“The Donald Trump stump speech is stunningly repetitive,” Issie Lapowsky writes for Wired. “From the snow-covered stadiums of Manchester, New Hampshire, to the gilded halls of the Mar-a-Lago Club in Palm Beach, Florida, you can bet the Republican frontrunner will deliver the same off-the-cuff, stream-of-consciousness riff about building a wall, crushing ISIS, the art of the deal, The Art of the Deal, and making America great again.”
“But lately, Trump has taken to making another lofty promise: when he’s president, he says, Apple will make its products in the US, not China,” Lapowsky writes. “‘We’re going to get Apple to build their damn computers and things in this country instead of in other countries,’ he said in January at Liberty University. ‘Apple and all of these great companies will be making their products in the United States, not in China, Vietnam,’ he said at Mar-a-Lago earlier this month.”

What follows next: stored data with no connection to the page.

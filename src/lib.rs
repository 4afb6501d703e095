pub mod config;
pub mod db;
pub mod error;
pub mod logging;
pub mod middleware;
pub mod models;
pub mod routes;
pub mod services;
pub mod utils;

use actix_cors::Cors;
use actix_web::http::{header, StatusCode};
use actix_web::middleware::ErrorHandlers;
use actix_web::{web, App, HttpServer};
use std::sync::Arc;

use sea_orm::DatabaseConnection;
use tracing_actix_web::TracingLogger;

use crate::config::Config;
use crate::error::AppError;
use crate::middleware::{RateLimit, RateLimiter};
use crate::services::{AuthService, BlogService, ContactService, EmailService, TestimonialService};

const MAX_JSON_BODY: usize = 10 * 1024 * 1024;

/// Shared by every worker through `web::Data`
pub struct AppState {
    pub auth: AuthService,
    pub blogs: BlogService,
    pub contacts: ContactService,
    pub testimonials: TestimonialService,
    pub environment: String,
    /// 500 responses carry the underlying error message (development only)
    pub expose_internal_errors: bool,
}

impl AppState {
    pub fn new(db: DatabaseConnection, config: &Config, email: EmailService) -> Self {
        AppState {
            auth: AuthService::new(db.clone(), &config.auth, email.clone()),
            blogs: BlogService::new(db.clone()),
            contacts: ContactService::new(db.clone(), email.clone()),
            testimonials: TestimonialService::new(db, email),
            environment: config.app.env.clone(),
            expose_internal_errors: config.is_development(),
        }
    }
}

/// Routes plus the extractor error handlers, so malformed bodies, query strings
/// and path ids answer with the usual JSON envelope
pub fn configure_app(cfg: &mut web::ServiceConfig) {
    cfg.app_data(
        web::JsonConfig::default()
            .limit(MAX_JSON_BODY)
            .error_handler(|err, _req| AppError::BadRequest(format!("Invalid request body: {}", err)).into()),
    )
    .app_data(
        web::QueryConfig::default()
            .error_handler(|err, _req| AppError::BadRequest(format!("Invalid query parameters: {}", err)).into()),
    )
    .app_data(
        web::PathConfig::default()
            .error_handler(|err, _req| AppError::BadRequest(format!("Invalid path parameter: {}", err)).into()),
    )
    .configure(routes::configure_routes);
}

fn cors(allowed_origins: &[String]) -> Cors {
    let mut cors = Cors::default()
        .allowed_methods(vec!["GET", "POST", "PUT", "PATCH", "DELETE", "OPTIONS"])
        .allowed_headers(vec![header::CONTENT_TYPE, header::AUTHORIZATION])
        .supports_credentials()
        .max_age(3600);
    for origin in allowed_origins {
        cors = cors.allowed_origin(origin);
    }
    cors
}

/// Connects, bootstraps the schema and serves until shutdown
pub async fn run(config: Config) -> std::io::Result<()> {
    // 1. Database
    tracing::info!("connecting to database");
    let db = db::establish_connection(&config.database)
        .await
        .map_err(std::io::Error::other)?;
    db::run_migrations(&db).await.map_err(std::io::Error::other)?;
    tracing::info!("database connected");

    // 2. Services
    let email = EmailService::from_config(&config.app, &config.email, config.auth.reset_token_ttl_minutes)
        .map_err(std::io::Error::other)?;
    let state = web::Data::new(AppState::new(db, &config, email));

    // 3. HTTP server
    let allowed_origins = config.app.allowed_origins.clone();
    let limiter = Arc::new(RateLimiter::new(config.rate_limit));
    tracing::info!(
        host = %config.app.host,
        port = config.app.port,
        environment = %config.app.env,
        rate_limit = config.rate_limit.max_requests,
        rate_limit_window_secs = config.rate_limit.window_seconds,
        "starting server"
    );

    HttpServer::new(move || {
        App::new()
            .wrap(RateLimit::new(limiter.clone()))
            .wrap(cors(&allowed_origins))
            .wrap(ErrorHandlers::new().handler(StatusCode::INTERNAL_SERVER_ERROR, error::expose_internal_details))
            .wrap(TracingLogger::default())
            .app_data(state.clone())
            .configure(configure_app)
            .default_service(web::to(routes::health::not_found))
    })
    .bind((config.app.host.as_str(), config.app.port))?
    .run()
    .await
}
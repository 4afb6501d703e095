use actix_web::{dev::Payload, http::header, FromRequest, HttpRequest};
use futures::future::{ready, Ready};

use crate::error::AppError;
use crate::models::dto::SubmitterInfo;

/// Peer address (or the forwarded one) and user agent of the submitter
impl FromRequest for SubmitterInfo {
    type Error = AppError;
    type Future = Ready<Result<Self, Self::Error>>;

    fn from_request(req: &HttpRequest, _payload: &mut Payload) -> Self::Future {
        let ip_address = req.connection_info().realip_remote_addr().map(str::to_string);
        let user_agent = req
            .headers()
            .get(header::USER_AGENT)
            .and_then(|value| value.to_str().ok())
            .map(str::to_string);

        ready(Ok(SubmitterInfo { ip_address, user_agent }))
    }
}
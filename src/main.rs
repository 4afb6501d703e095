use rac_backend::config::Config;
use rac_backend::logging;

#[actix_web::main]
async fn main() -> std::io::Result<()> {
    dotenv::dotenv().ok();

    let config = Config::from_env().map_err(std::io::Error::other)?;
    logging::init(&config);

    rac_backend::run(config).await
}
use actix_web::{dev::Payload, http::header, web, FromRequest, HttpRequest};
use futures::future::{ready, LocalBoxFuture};
use uuid::Uuid;

use crate::error::AppError;
use crate::models::admin;
use crate::AppState;

/// The authenticated admin, resolved from `Authorization: Bearer <token>`.
/// Used as an extractor in protected routes; the account is re-read on every request.
#[derive(Debug, Clone)]
pub struct AuthAdmin {
    pub admin: admin::Model,
}

impl AuthAdmin {
    pub fn id(&self) -> Uuid {
        self.admin.id
    }
}

impl FromRequest for AuthAdmin {
    type Error = AppError;
    type Future = LocalBoxFuture<'static, Result<Self, Self::Error>>;

    fn from_request(req: &HttpRequest, _payload: &mut Payload) -> Self::Future {
        // 1. Extract the token synchronously, the request is not 'static
        let token = bearer_token(req);
        let state = req.app_data::<web::Data<AppState>>().cloned();

        Box::pin(async move {
            let token = token?;
            let state = state.ok_or_else(|| AppError::Internal("application state missing".to_string()))?;

            // 2. Verify signature, expiry and that the account is still active
            let admin = state.auth.verify_token(&token).await?;
            Ok(AuthAdmin { admin })
        })
    }
}

/// Like `AuthAdmin`, but anonymous when the header is missing or the token is rejected
#[derive(Debug, Clone)]
pub struct OptionalAuthAdmin(pub Option<admin::Model>);

impl OptionalAuthAdmin {
    pub fn is_admin(&self) -> bool {
        self.0.is_some()
    }
}

impl FromRequest for OptionalAuthAdmin {
    type Error = AppError;
    type Future = LocalBoxFuture<'static, Result<Self, Self::Error>>;

    fn from_request(req: &HttpRequest, _payload: &mut Payload) -> Self::Future {
        if req.headers().get(header::AUTHORIZATION).is_none() {
            return Box::pin(ready(Ok(OptionalAuthAdmin(None))));
        }

        let token = bearer_token(req);
        let state = req.app_data::<web::Data<AppState>>().cloned();

        Box::pin(async move {
            let (Ok(token), Some(state)) = (token, state) else {
                return Ok(OptionalAuthAdmin(None));
            };
            match state.auth.verify_token(&token).await {
                Ok(admin) => Ok(OptionalAuthAdmin(Some(admin))),
                Err(e) => {
                    tracing::debug!(error = %e, "optional authentication failed, continuing anonymously");
                    Ok(OptionalAuthAdmin(None))
                }
            }
        })
    }
}

fn bearer_token(req: &HttpRequest) -> Result<String, AppError> {
    let value = req
        .headers()
        .get(header::AUTHORIZATION)
        .and_then(|value| value.to_str().ok())
        .ok_or_else(|| {
            AppError::Unauthorized("Authentication required. Please provide a valid token.".to_string())
        })?;

    let token = value.strip_prefix("Bearer ").ok_or_else(|| {
        AppError::Unauthorized("Authentication required. Please provide a valid token.".to_string())
    })?;

    let token = token.trim();
    if token.is_empty() {
        return Err(AppError::Unauthorized("Authentication token is missing.".to_string()));
    }
    Ok(token.to_string())
}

“This promise has glaring problems beyond the fact Trump’s own companies manufacture thousands of items overseas,” Lapowsky writes. “The bigger problem is this: Forcing Apple to make iPhones in the US would be as logistically impossible as it would be economically disastrous.”
“Trump’s promises if realized, would actually hurt the very people he’s promising to help, experts say. That’s because today, those once dependable jobs on the assembly line have been reduced to low-wage, low-skill commodity labor,” Lapowsky writes. “If Trump — or any of the presidential candidates — really want to help the working class, researchers say, they would be wise to focus less on the types of jobs the US has already lost and more on the industries the US is uniquely poised to create.”
Much more in the full article here.
MacDailyNews Take: The U.S. doesn’t want those kinds of subsistence-level (or worse) assembly jobs. Today, in a global economy, where great wage disparities exist, those type of jobs generally cost more than they are worth as they simply don’t pay enough to allow people to live independently. You want the kind of jobs Apple has already proven to have created in droves.
The ultimate goal is what Steve Jobs always wanted all along: Automated assembly via robotics.
They don’t sleep, they don’t strike or make demands, they don’t jump off buildings or die in dust fires, most of them don’t even need the lights on. They just make what you program them to make, the same way every time, with quality control that no human line can ever match.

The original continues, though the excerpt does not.